Excerpts from a dataset
---------------

#![forbid(unsafe_code)]

//! Geometric primitives and the pure math the scorer is built on.
//!
//! Coordinates are host layout units (pixels, points, or cells), origin at
//! top-left, `y` growing downward. Every function here is side-effect free
//! and total over finite inputs; zero-size rectangles are legal.

use crate::direction::Direction;

/// Minimum signed displacement (layout units) along the movement axis for a
/// candidate to count as lying in a direction.
pub const DEFAULT_DIRECTION_THRESHOLD: f64 = 20.0;

/// A point in layout space.
#[derive(Debug, Clone, Copy, PartialEq, Default)]
pub struct Point {
    pub x: f64,
    pub y: f64,
}

impl Point {
    /// Create a new point.
    #[inline]
    pub const fn new(x: f64, y: f64) -> Self {
        Self { x, y }
    }

    /// Euclidean distance to `other`.
    #[inline]
    pub fn distance_to(self, other: Point) -> f64 {
        distance(self, other)
    }

    /// Bearing from `self` to `other` in degrees (see [`angle`]).
    #[inline]
    pub fn angle_to(self, other: Point) -> f64 {
        angle(self, other)
    }
}

/// An axis-aligned bounding rectangle.
#[derive(Debug, Clone, Copy, PartialEq, Default)]
pub struct Rect {
    /// Left edge.
    pub x: f64,
    /// Top edge.
    pub y: f64,
    pub width: f64,
    pub height: f64,
}

impl Rect {
    /// Create a new rectangle.
    #[inline]
    pub const fn new(x: f64, y: f64, width: f64, height: f64) -> Self {
        Self {
            x,
            y,
            width,
            height,
        }
    }

    /// Left edge (alias for x).
    #[inline]
    pub const fn left(&self) -> f64 {
        self.x
    }

    /// Top edge (alias for y).
    #[inline]
    pub const fn top(&self) -> f64 {
        self.y
    }

    /// Right edge (exclusive).
    #[inline]
    pub fn right(&self) -> f64 {
        self.x + self.width
    }

    /// Bottom edge (exclusive).
    #[inline]
    pub fn bottom(&self) -> f64 {
        self.y + self.height
    }

    /// Check if the rectangle has zero area.
    #[inline]
    pub fn is_empty(&self) -> bool {
        self.width <= 0.0 || self.height <= 0.0
    }

    /// Center point of the rectangle.
    #[inline]
    pub fn center(&self) -> Point {
        Point::new(self.x + self.width / 2.0, self.y + self.height / 2.0)
    }

    /// Check if a point is inside the rectangle.
    #[inline]
    pub fn contains(&self, p: Point) -> bool {
        p.x >= self.x && p.x < self.right() && p.y >= self.y && p.y < self.bottom()
    }

    /// Smallest rectangle containing both `self` and `other`.
    pub fn union(&self, other: &Rect) -> Rect {
        let x = self.x.min(other.x);
        let y = self.y.min(other.y);
        let right = self.right().max(other.right());
        let bottom = self.bottom().max(other.bottom());
        Rect::new(x, y, right - x, bottom - y)
    }
}

/// Center of `rect`.
#[inline]
pub fn center(rect: &Rect) -> Point {
    rect.center()
}

/// Euclidean distance `√(dx² + dy²)`.
#[inline]
pub fn distance(a: Point, b: Point) -> f64 {
    (b.x - a.x).hypot(b.y - a.y)
}

/// Bearing from `a` to `b`: `atan2(dy, dx)` in degrees, range `(-180, 180]`.
///
/// With `y` growing downward, right is 0°, down is 90°, left is 180°, and
/// up is −90°.
#[inline]
pub fn angle(a: Point, b: Point) -> f64 {
    (b.y - a.y).atan2(b.x - a.x).to_degrees()
}

/// Fold a raw angular difference into `[0, 180]`.
///
/// Takes the absolute value, reduces it mod 360, and reflects anything above
/// 180 as `360 - value`, so 190° and −170° both fold to 170°.
#[inline]
pub fn normalize_angle(diff: f64) -> f64 {
    let folded = diff.abs() % 360.0;
    if folded > 180.0 {
        360.0 - folded
    } else {
        folded
    }
}

/// Deviation (0..=180 degrees) between the bearing `origin → target` and the
/// ideal bearing of `dir`.
#[inline]
pub fn angle_deviation(origin: Point, target: Point, dir: Direction) -> f64 {
    normalize_angle(angle(origin, target) - dir.angle())
}

/// Signed displacement of `target` from `origin` along the axis of `dir`,
/// positive when `target` lies in `dir`.
#[inline]
pub fn axis_displacement(origin: Point, target: Point, dir: Direction) -> f64 {
    match dir {
        Direction::Right => target.x - origin.x,
        Direction::Left => origin.x - target.x,
        Direction::Down => target.y - origin.y,
        Direction::Up => origin.y - target.y,
    }
}

/// The direction gate: `true` only if the signed displacement along the axis
/// of `dir` exceeds `threshold`.
///
/// The orthogonal axis is ignored, so a point below-and-right of `origin`
/// passes for both `Down` and `Right`.
#[inline]
pub fn in_direction(origin: Point, target: Point, dir: Direction, threshold: f64) -> bool {
    axis_displacement(origin, target, dir) > threshold
}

---------------

**What is required**
Find "pub fn is_empty(&self)" in the entries above and copy that whole line exactly, then each line after it through the line that contains "pub fn union(&self, other: &Rect)".

**Answer to this exercise**
    pub fn is_empty(&self) -> bool {
        self.width <= 0.0 || self.height <= 0.0
    }

    /// Center point of the rectangle.
    #[inline]
    pub fn center(&self) -> Point {
        Point::new(self.x + self.width / 2.0, self.y + self.height / 2.0)
    }

    /// Check if a point is inside the rectangle.
    #[inline]
    pub fn contains(&self, p: Point) -> bool {
        p.x >= self.x && p.x < self.right() && p.y >= self.y && p.y < self.bottom()
    }

    /// Smallest rectangle containing both `self` and `other`.
    pub fn union(&self, other: &Rect) -> Rect {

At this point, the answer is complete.